# Ruger Bisely Grips



## 7dawg9 (Jun 7, 2012)

I'm studying on getting a Super Blackhawk Hunter. I see them with Bisely grips and regular grips. For handling and recoil management, which do you prefer? or any other comment for that matter.


----------



## DeucesWild (Jun 7, 2012)

Hogue rubber grips run about $20 at midway usa.

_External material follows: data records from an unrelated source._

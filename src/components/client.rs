//! The service's outbound client.

use std::sync::Arc;

use crate::components::broker::Broker;
use crate::components::selector::Selector;
use crate::components::transport::Transport;

/// Components the client talks through.
///
/// Bootstrap fills these from the components in effect; applications never
/// configure them directly.
#[derive(Debug, Clone, Default)]
pub struct ClientOptions {
    pub broker: Option<Arc<dyn Broker>>,
    pub selector: Option<Arc<dyn Selector>>,
    pub transport: Option<Arc<dyn Transport>>,
}

/// The process's client.
#[derive(Debug, Clone, Default)]
pub struct Client {
    opts: ClientOptions,
}

impl Client {
    pub fn new(opts: ClientOptions) -> Self {
        Self { opts }
    }

    pub fn options(&self) -> &ClientOptions {
        &self.opts
    }
}
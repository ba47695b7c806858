//! Tests for position encoding

use crowdstorm::pipeline::{encode_position, PositionEncoding};

#[path = "common/mod.rs"]
mod common;

#[test]
fn test_onehot_expands_in_first_seen_order() {
    let df = common::create_player_dataframe();
    let encoded = encode_position(df, PositionEncoding::Onehot).unwrap();

    // First-seen category ("Center Back") is the dropped baseline.
    assert!(encoded.column("position").is_err());
    assert!(encoded.column("position_Center Back").is_err());

    let goalkeeper = common::column_i32(&encoded, "position_Goalkeeper");
    assert_eq!(goalkeeper, vec![0, 1, 0, 0, 0, 1]);

    let winger = common::column_i32(&encoded, "position_Right Winger");
    assert_eq!(winger, vec![0, 0, 0, 0, 1, 0]);
}

#[test]
fn test_onehot_missing_position_is_all_zero() {
    let df = common::create_player_dataframe();
    let encoded = encode_position(df, PositionEncoding::Onehot).unwrap();

    let goalkeeper = common::column_i32(&encoded, "position_Goalkeeper");
    let winger = common::column_i32(&encoded, "position_Right Winger");
    assert_eq!(goalkeeper[2], 0, "row with missing position");
    assert_eq!(winger[2], 0, "row with missing position");
}

#[test]
fn test_ordinal_codes_are_stable_for_fixed_input() {
    let df = common::create_player_dataframe();
    let encoded = encode_position(df, PositionEncoding::Ordinal).unwrap();

    let codes = common::column_i32(&encoded, "position");
    assert_eq!(codes, vec![0, 1, -1, 0, 2, 1]);
}

#[test]
fn test_drop_discards_position_information() {
    let df = common::create_player_dataframe();
    let width_before = df.width();
    let encoded = encode_position(df, PositionEncoding::Drop).unwrap();

    assert!(encoded.column("position").is_err());
    assert_eq!(encoded.width(), width_before - 1);
}

#[test]
fn test_missing_position_column_errors() {
    let df = polars::prelude::df! {
        "games" => [1i64, 2, 3],
    }
    .unwrap();

    for mode in [
        PositionEncoding::Onehot,
        PositionEncoding::Ordinal,
        PositionEncoding::Drop,
    ] {
        assert!(
            encode_position(df.clone(), mode).is_err(),
            "mode {:?} should fail without a position column",
            mode
        );
    }
}
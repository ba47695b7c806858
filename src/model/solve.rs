//! Positive-definite solve helpers shared by the fitters

use crate::model::error::{ModelError, ModelResult};
use faer::linalg::solvers::{Llt, Solve};
use faer::{Mat, Side};

/// Cholesky-factor a symmetric positive definite matrix; a failed
/// factorization surfaces as `SingularMatrix`.
pub(crate) fn factor_spd(matrix: &Mat<f64>) -> ModelResult<Llt<f64>> {
    matrix
        .as_ref()
        .llt(Side::Lower)
        .map_err(|_| ModelError::SingularMatrix)
}

/// Invert through the factorization and verify the residual
/// max |A·A⁻¹ − I|. A rank-deficient system whose tiny pivot survives
/// rounding still fails this check.
pub(crate) fn verified_inverse(matrix: &Mat<f64>, llt: &Llt<f64>) -> ModelResult<Mat<f64>> {
    let p = matrix.nrows();
    let eye = Mat::<f64>::identity(p, p);
    let inverse = llt.solve(eye.as_ref());

    let product = matrix.as_ref() * inverse.as_ref();
    for i in 0..p {
        for j in 0..p {
            let expected = if i == j { 1.0 } else { 0.0 };
            let entry = product[(i, j)];
            if !entry.is_finite() || (entry - expected).abs() > 1e-3 {
                return Err(ModelError::SingularMatrix);
            }
        }
    }

    Ok(inverse)
}
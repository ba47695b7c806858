//! Terminal styling utilities

use console::style;
use std::path::Path;
use std::time::Duration;

/// Print the application banner
pub fn print_banner(version: &str) {
    let banner = r#"
     ██████╗██████╗  ██████╗ ██╗    ██╗██████╗ ███████╗████████╗ ██████╗ ██████╗ ███╗   ███╗
    ██╔════╝██╔══██╗██╔═══██╗██║    ██║██╔══██╗██╔════╝╚══██╔══╝██╔═══██╗██╔══██╗████╗ ████║
    ██║     ██████╔╝██║   ██║██║ █╗ ██║██║  ██║███████╗   ██║   ██║   ██║██████╔╝██╔████╔██║
    ██║     ██╔══██╗██║   ██║██║███╗██║██║  ██║╚════██║   ██║   ██║   ██║██╔══██╗██║╚██╔╝██║
    ╚██████╗██║  ██║╚██████╔╝╚███╔███╔╝██████╔╝███████║   ██║   ╚██████╔╝██║  ██║██║ ╚═╝ ██║
     ╚═════╝╚═╝  ╚═╝ ╚═════╝  ╚══╝╚══╝ ╚═════╝ ╚══════╝   ╚═╝    ╚═════╝ ╚═╝  ╚═╝╚═╝     ╚═╝
    "#;

    println!();
    println!("{}", style(banner).cyan().bold());
    println!(
        "    {}",
        style("Red-card replication: skin tone and referee decisions").dim()
    );
    println!("    {}", style(format!("v{}", version)).dim());
    println!("    {}", style("━".repeat(50)).dim());
    println!();
}

/// Print the configuration card echoing every run option
#[allow(clippy::too_many_arguments)]
pub fn print_config(
    input: &Path,
    outcome: &str,
    skin: &str,
    cov: &str,
    missing: &str,
    position: &str,
    scale: bool,
    model_label: &str,
) {
    println!("    {}", style("⚙ Configuration").cyan().bold());
    println!("    {}", style("─".repeat(50)).dim());
    println!("      Input:     {}", input.display());
    println!("      Outcome:   {}", style(outcome).yellow());
    println!("      Skin:      {}", style(skin).yellow());
    println!("      Covariates:{}", style(format!(" {}", cov)).yellow());
    println!("      Missing:   {}", style(missing).yellow());
    println!("      Position:  {}", style(position).yellow());
    println!(
        "      Scale:     {}",
        style(if scale { "on" } else { "off" }).yellow()
    );
    println!("      Model:     {}", style(model_label).yellow());
    println!();
}

/// Print a step header with styling
pub fn print_step_header(step_num: u8, title: &str) {
    println!();
    println!(
        "    {} {} {}",
        style(format!("STEP {}", step_num)).cyan().bold(),
        style("│").dim(),
        style(title).white().bold()
    );
    println!("    {}", style("─".repeat(50)).dim());
}

/// Print a success message
pub fn print_success(message: &str) {
    println!("    {} {}", style("✓").green().bold(), style(message).green());
}

/// Print an info message
pub fn print_info(message: &str) {
    println!("    {} {}", style("ℹ").cyan(), message);
}

/// Print elapsed time for the current step
pub fn print_step_time(elapsed: Duration) {
    println!(
        "    {}",
        style(format!("took {:.2?}", elapsed)).dim()
    );
}

/// Print the final completion message
pub fn print_completion() {
    println!();
    println!(
        "    {} {}",
        style("»").cyan(),
        style("Replication run complete.").green().bold()
    );
    println!();
}
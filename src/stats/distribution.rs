//! Distribution functions backing the inference statistics
//!
//! Normal, Student t, chi-squared, and F tail probabilities via the
//! standard series and continued-fraction expansions.

use std::f64::consts::{PI, SQRT_2};

const EPS: f64 = 1e-14;
const FPMIN: f64 = 1e-300;
const MAX_ITER: usize = 300;

/// Error function, Abramowitz & Stegun 7.1.26 rational approximation.
pub fn erf(x: f64) -> f64 {
    let a1 = 0.254829592;
    let a2 = -0.284496736;
    let a3 = 1.421413741;
    let a4 = -1.453152027;
    let a5 = 1.061405429;
    let p = 0.3275911;

    let sign = if x < 0.0 { -1.0 } else { 1.0 };
    let x = x.abs();

    let t = 1.0 / (1.0 + p * x);
    let y = 1.0 - (((((a5 * t + a4) * t) + a3) * t + a2) * t + a1) * t * (-x * x).exp();

    sign * y
}

/// Standard normal CDF.
pub fn normal_cdf(x: f64) -> f64 {
    0.5 * (1.0 + erf(x / SQRT_2))
}

/// Standard normal survival function, P(Z > x).
pub fn normal_sf(x: f64) -> f64 {
    normal_cdf(-x)
}

fn normal_pdf(x: f64) -> f64 {
    (-0.5 * x * x).exp() / (2.0 * PI).sqrt()
}

/// Standard normal quantile: rational first guess refined by two Newton
/// steps against the CDF.
pub fn normal_quantile(p: f64) -> f64 {
    if p <= 0.0 {
        return f64::NEG_INFINITY;
    }
    if p >= 1.0 {
        return f64::INFINITY;
    }
    if p == 0.5 {
        return 0.0;
    }

    let q = if p > 0.5 { 1.0 - p } else { p };
    let t = (-2.0 * q.ln()).sqrt();

    let c0 = 2.515517;
    let c1 = 0.802853;
    let c2 = 0.010328;
    let d1 = 1.432788;
    let d2 = 0.189269;
    let d3 = 0.001308;

    let guess = t - (c0 + c1 * t + c2 * t * t) / (1.0 + d1 * t + d2 * t * t + d3 * t * t * t);
    let mut z = if p > 0.5 { guess } else { -guess };

    for _ in 0..2 {
        let err = normal_cdf(z) - p;
        z -= err / normal_pdf(z);
    }
    z
}

/// Log of the gamma function for x > 0 (Lanczos, g = 7).
pub fn ln_gamma(x: f64) -> f64 {
    const COEFFS: [f64; 8] = [
        676.5203681218851,
        -1259.1392167224028,
        771.323_428_777_653_1,
        -176.615_029_162_140_6,
        12.507343278686905,
        -0.13857109526572012,
        9.984_369_578_019_572e-6,
        1.5056327351493116e-7,
    ];

    let x = x - 1.0;
    let mut acc = 0.999_999_999_999_809_9;
    for (i, &c) in COEFFS.iter().enumerate() {
        acc += c / (x + (i + 1) as f64);
    }
    let t = x + 7.5;
    0.5 * (2.0 * PI).ln() + (x + 0.5) * t.ln() - t + acc.ln()
}

/// Regularized incomplete beta function I_x(a, b).
pub fn reg_inc_beta(x: f64, a: f64, b: f64) -> f64 {
    if x <= 0.0 {
        return 0.0;
    }
    if x >= 1.0 {
        return 1.0;
    }

    let ln_front = ln_gamma(a + b) - ln_gamma(a) - ln_gamma(b) + a * x.ln() + b * (1.0 - x).ln();
    let front = ln_front.exp();

    if x < (a + 1.0) / (a + b + 2.0) {
        front * beta_cf(x, a, b) / a
    } else {
        1.0 - front * beta_cf(1.0 - x, b, a) / b
    }
}

/// Continued fraction for the incomplete beta function (modified Lentz).
fn beta_cf(x: f64, a: f64, b: f64) -> f64 {
    let qab = a + b;
    let qap = a + 1.0;
    let qam = a - 1.0;

    let mut c = 1.0;
    let mut d = 1.0 - qab * x / qap;
    if d.abs() < FPMIN {
        d = FPMIN;
    }
    d = 1.0 / d;
    let mut h = d;

    for m in 1..=MAX_ITER {
        let m = m as f64;
        let m2 = 2.0 * m;

        let aa = m * (b - m) * x / ((qam + m2) * (a + m2));
        d = 1.0 + aa * d;
        if d.abs() < FPMIN {
            d = FPMIN;
        }
        c = 1.0 + aa / c;
        if c.abs() < FPMIN {
            c = FPMIN;
        }
        d = 1.0 / d;
        h *= d * c;

        let aa = -(a + m) * (qab + m) * x / ((a + m2) * (qap + m2));
        d = 1.0 + aa * d;
        if d.abs() < FPMIN {
            d = FPMIN;
        }
        c = 1.0 + aa / c;
        if c.abs() < FPMIN {
            c = FPMIN;
        }
        d = 1.0 / d;
        let del = d * c;
        h *= del;

        if (del - 1.0).abs() < EPS {
            break;
        }
    }
    h
}

/// Regularized lower incomplete gamma function P(a, x).
pub fn reg_gamma_lower(a: f64, x: f64) -> f64 {
    if x <= 0.0 {
        return 0.0;
    }
    if x < a + 1.0 {
        gamma_series(a, x)
    } else {
        1.0 - gamma_cf(a, x)
    }
}

/// Regularized upper incomplete gamma function Q(a, x).
pub fn reg_gamma_upper(a: f64, x: f64) -> f64 {
    if x <= 0.0 {
        return 1.0;
    }
    if x < a + 1.0 {
        1.0 - gamma_series(a, x)
    } else {
        gamma_cf(a, x)
    }
}

fn gamma_series(a: f64, x: f64) -> f64 {
    let mut ap = a;
    let mut del = 1.0 / a;
    let mut sum = del;
    for _ in 0..MAX_ITER {
        ap += 1.0;
        del *= x / ap;
        sum += del;
        if del.abs() < sum.abs() * EPS {
            break;
        }
    }
    sum * (-x + a * x.ln() - ln_gamma(a)).exp()
}

fn gamma_cf(a: f64, x: f64) -> f64 {
    let mut b = x + 1.0 - a;
    let mut c = 1.0 / FPMIN;
    let mut d = 1.0 / b;
    let mut h = d;

    for i in 1..=MAX_ITER {
        let an = -(i as f64) * (i as f64 - a);
        b += 2.0;
        d = an * d + b;
        if d.abs() < FPMIN {
            d = FPMIN;
        }
        c = b + an / c;
        if c.abs() < FPMIN {
            c = FPMIN;
        }
        d = 1.0 / d;
        let del = d * c;
        h *= del;
        if (del - 1.0).abs() < EPS {
            break;
        }
    }
    (-x + a * x.ln() - ln_gamma(a)).exp() * h
}

/// Two-sided p-value for a Student t statistic with `df` degrees of
/// freedom.
pub fn student_t_two_sided_p(t: f64, df: f64) -> f64 {
    if !t.is_finite() {
        return 0.0;
    }
    reg_inc_beta(df / (df + t * t), df / 2.0, 0.5)
}

fn student_t_cdf(t: f64, df: f64) -> f64 {
    let p = 0.5 * reg_inc_beta(df / (df + t * t), df / 2.0, 0.5);
    if t >= 0.0 {
        1.0 - p
    } else {
        p
    }
}

fn student_t_pdf(t: f64, df: f64) -> f64 {
    let ln_norm = ln_gamma((df + 1.0) / 2.0) - ln_gamma(df / 2.0) - 0.5 * (df * PI).ln();
    (ln_norm - (df + 1.0) / 2.0 * (1.0 + t * t / df).ln()).exp()
}

/// Student t quantile via Newton iteration from the normal start.
pub fn student_t_quantile(p: f64, df: f64) -> f64 {
    if p <= 0.0 {
        return f64::NEG_INFINITY;
    }
    if p >= 1.0 {
        return f64::INFINITY;
    }

    let mut t = normal_quantile(p);
    for _ in 0..20 {
        let err = student_t_cdf(t, df) - p;
        let step = err / student_t_pdf(t, df);
        t -= step;
        if step.abs() < 1e-12 {
            break;
        }
    }
    t
}

/// Chi-squared survival function, P(X > x) with `df` degrees of freedom.
pub fn chi_squared_sf(x: f64, df: f64) -> f64 {
    if x <= 0.0 {
        return 1.0;
    }
    reg_gamma_upper(df / 2.0, x / 2.0)
}

/// F-distribution survival function, P(F > f) with (d1, d2) degrees of
/// freedom.
pub fn f_sf(f: f64, d1: f64, d2: f64) -> f64 {
    if f <= 0.0 {
        return 1.0;
    }
    reg_inc_beta(d2 / (d2 + d1 * f), d2 / 2.0, d1 / 2.0)
}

Just make sure you specify you want them to fit a Bisley Hunter.


----------



## TJay (Jun 7, 2012)

I believe the Bisley's handle recoil better than the standard Blackhawk design.  Just my .02


----------



## cddogfan1 (Jun 7, 2012)

Most sixgun shooters prefer the Bisley gripframe on hard recoiling rounds.  Typically wont see a revolver smith build any of the big bore rounds (5 shot 45,475,500) on anything else.


----------



## GAR (Jun 7, 2012)

I like the Bisley grip myself.
Prefer it over the Blackhawk grip by far.
Makes a big differance when touching off a heavy hunting load.

Tom


----------



## Boot (Jun 7, 2012)

Recoil wise, the bisley seems better, but I cant shoot straight with 'em! Cant hit a gallon jug at 100yds with a borrowed bisley, but my Super Blackhawk Hunter, with the regular ol' plowhandle grip will make 3" groups at 100 all day long in my hand. Best thing to do, is shoot both, if at all possible, before you shell out the cash. Atl aint too far from locust grove, I have a standard grip hunter you could try, if you ever get down this way.


----------



## buddy48 (Jun 7, 2012)

I have a SBH Bisley hunter. I like the feel of the Bisley better. I didn't shoot one before I bought it but I had shot the standard Blackhawk with the plow handle and I didn't like the roll of the gun in my hand.


----------



## Arokcrwlr (Jun 7, 2012)

I have several of both a I prefer the Bisley.  Even better than a Bisley is the Freedom Arms grip frame.


----------



## bow777 (Jun 8, 2012)

Bisley for sure


----------



## 1022 (Jun 10, 2012)

Hate the bisley they even ugly


----------



## doofus (Jun 30, 2012)

when bill ruger decided to come out with a recoil taming grip frame he almost copied elmer keith's no. 5 colt grip frame. he didnt't tuck the grip under the gun like colt did on the bisley. keith really understood the dynamics of recoil based on years of experimentation. do yourself a favor and get a copy of "Sixguns By Keith" and it will answer most of the questions you can think of..


----------



## Arokcrwlr (Jun 30, 2012)

1022 said:


> Hate the bisley they even ugly




How can you call this ugly?


----------



## 1022 (Jul 1, 2012)

Easy


----------



## Arokcrwlr (Jul 1, 2012)




----------



## kracker (Jul 1, 2012)

Arokcrwlr said:


> How can you call this ugly?


I like it, a lot. It's almost as pretty as a Hi-Power Browning.


----------



## doofus (Jul 1, 2012)

ain't never been no ouchamatic looks as good as a good wheelgun...look at them clean lines & sexy curves and all that RAW POWER stored in the cylinder.... man alive how can you compare the two?


----------



## aabradley82 (Jul 2, 2012)

A bisley is the way to go. Best grip on a ruger. Now the colt type bisley is so awkward I can't cock it one handed.


----------